YOUR ASSIGNMENT
Keep only the lines from the start of the data through the line containing "pub const DEFAULT_CONFIG_FILE: &str", and output them exactly.

▬▬▬▬▬▬

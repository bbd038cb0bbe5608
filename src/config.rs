//! Configuration loading for zigzag.
//!
//! Configuration is loaded from TOML files with environment variable
//! overrides, e.g. `ZIGZAG__CHAIN__RPC_URL` sets `chain.rpc_url`.

use anyhow::Result;
use config::{Config, Environment, File};
use serde::Deserialize;
use std::path::Path;

pub const DEFAULT_CONFIG_FILE: &str = "config.default.toml";

#[derive(Debug, Clone, Deserialize, Default)]
pub struct ZigzagConfig {
    #[serde(default)]
    pub server: ServerConfig,

    #[serde(default)]
    pub output: OutputConfig,

    #[serde(default)]
    pub render: RenderConfig,

    #[serde(default)]
    pub chain: ChainConfig,

    #[serde(default)]
    pub auth: AuthConfig,
}

#[derive(Debug, Clone, Deserialize)]
pub struct ServerConfig {
    #[serde(default = "default_host")]
    pub host: String,

    #[serde(default = "default_port")]
    pub port: u16,

    /// Rendered images kept in memory for `/api/nft/image/{id}`.
    #[serde(default = "default_gallery_capacity")]
    pub gallery_capacity: usize,
}

impl Default for ServerConfig {
    fn default() -> Self {
        Self {
            host: default_host(),
            port: default_port(),
            gallery_capacity: default_gallery_capacity(),
        }
    }
}

fn default_host() -> String {
    "127.0.0.1".to_string()
}

fn default_port() -> u16 {
    3000
}

fn default_gallery_capacity() -> usize {
    256
}

#[derive(Debug, Clone, Deserialize)]
pub struct OutputConfig {
    #[serde(default = "default_directory")]
    pub directory: String,
}

impl Default for OutputConfig {
    fn default() -> Self {
        Self {
            directory: default_directory(),
        }
    }
}

fn default_directory() -> String {
    "output".to_string()
}

#[derive(Debug, Clone, Deserialize)]
pub struct RenderConfig {
    #[serde(default = "default_style")]
    pub style: String,

    #[serde(default = "default_palette")]
    pub palette: String,

    #[serde(default = "default_complexity")]
    pub complexity: i64,
}

impl Default for RenderConfig {
    fn default() -> Self {
        Self {
            style: default_style(),
            palette: default_palette(),
            complexity: default_complexity(),
        }
    }
}

fn default_style() -> String {
    "Psychedelic".to_string()
}

fn default_palette() -> String {
    "Rainbow".to_string()
}

fn default_complexity() -> i64 {
    5
}

/// Chain settings. Minting stays disabled until the four connection
/// fields are all present.
#[derive(Debug, Clone, Deserialize)]
pub struct ChainConfig {
    #[serde(default)]
    pub rpc_url: Option<String>,

    #[serde(default)]
    pub minter_account: Option<String>,

    #[serde(default)]
    pub minter_passphrase: Option<String>,

    #[serde(default)]
    pub contract_address: Option<String>,

    #[serde(default = "default_poll_interval_ms")]
    pub poll_interval_ms: u64,

    #[serde(default = "default_max_polls")]
    pub max_polls: u32,

    #[serde(default = "default_request_timeout_secs")]
    pub request_timeout_secs: u64,
}

impl Default for ChainConfig {
    fn default() -> Self {
        Self {
            rpc_url: None,
            minter_account: None,
            minter_passphrase: None,
            contract_address: None,
            poll_interval_ms: default_poll_interval_ms(),
            max_polls: default_max_polls(),
            request_timeout_secs: default_request_timeout_secs(),
        }
    }
}

fn default_poll_interval_ms() -> u64 {
    1000
}

fn default_max_polls() -> u32 {
    120
}

fn default_request_timeout_secs() -> u64 {
    30
}

#[derive(Debug, Clone, Deserialize)]
pub struct AuthConfig {
    #[serde(default = "default_auth_enabled")]
    pub enabled: bool,

    #[serde(default)]
    pub allowed_login: Option<String>,

    /// Request header carrying the login asserted by the identity proxy.
    #[serde(default = "default_login_header")]
    pub login_header: String,
}

impl Default for AuthConfig {
    fn default() -> Self {
        Self {
            enabled: default_auth_enabled(),
            allowed_login: None,
            login_header: default_login_header(),
        }
    }
}

fn default_auth_enabled() -> bool {
    true
}

fn default_login_header() -> String {
    "x-github-login".to_string()
}

impl ZigzagConfig {
    pub fn load(path: &Path) -> Result<Self> {
        let config = Config::builder()
            .add_source(File::with_name(DEFAULT_CONFIG_FILE).required(false))
            .add_source(File::from(path).required(false))
            .add_source(Environment::with_prefix("ZIGZAG").separator("__"))
            .build()?;

        let zigzag_config: ZigzagConfig = config.try_deserialize()?;
        Ok(zigzag_config)
    }
}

▬▬▬▬▬▬

EXERCISE ANSWER
repository bbd038cb0bbe5608
filename src/config.rs
//! Configuration loading for zigzag.
//!
//! Configuration is loaded from TOML files with environment variable
//! overrides, e.g. `ZIGZAG__CHAIN__RPC_URL` sets `chain.rpc_url`.

use anyhow::Result;
use config::{Config, Environment, File};
use serde::Deserialize;
use std::path::Path;

pub const DEFAULT_CONFIG_FILE: &str = "config.default.toml";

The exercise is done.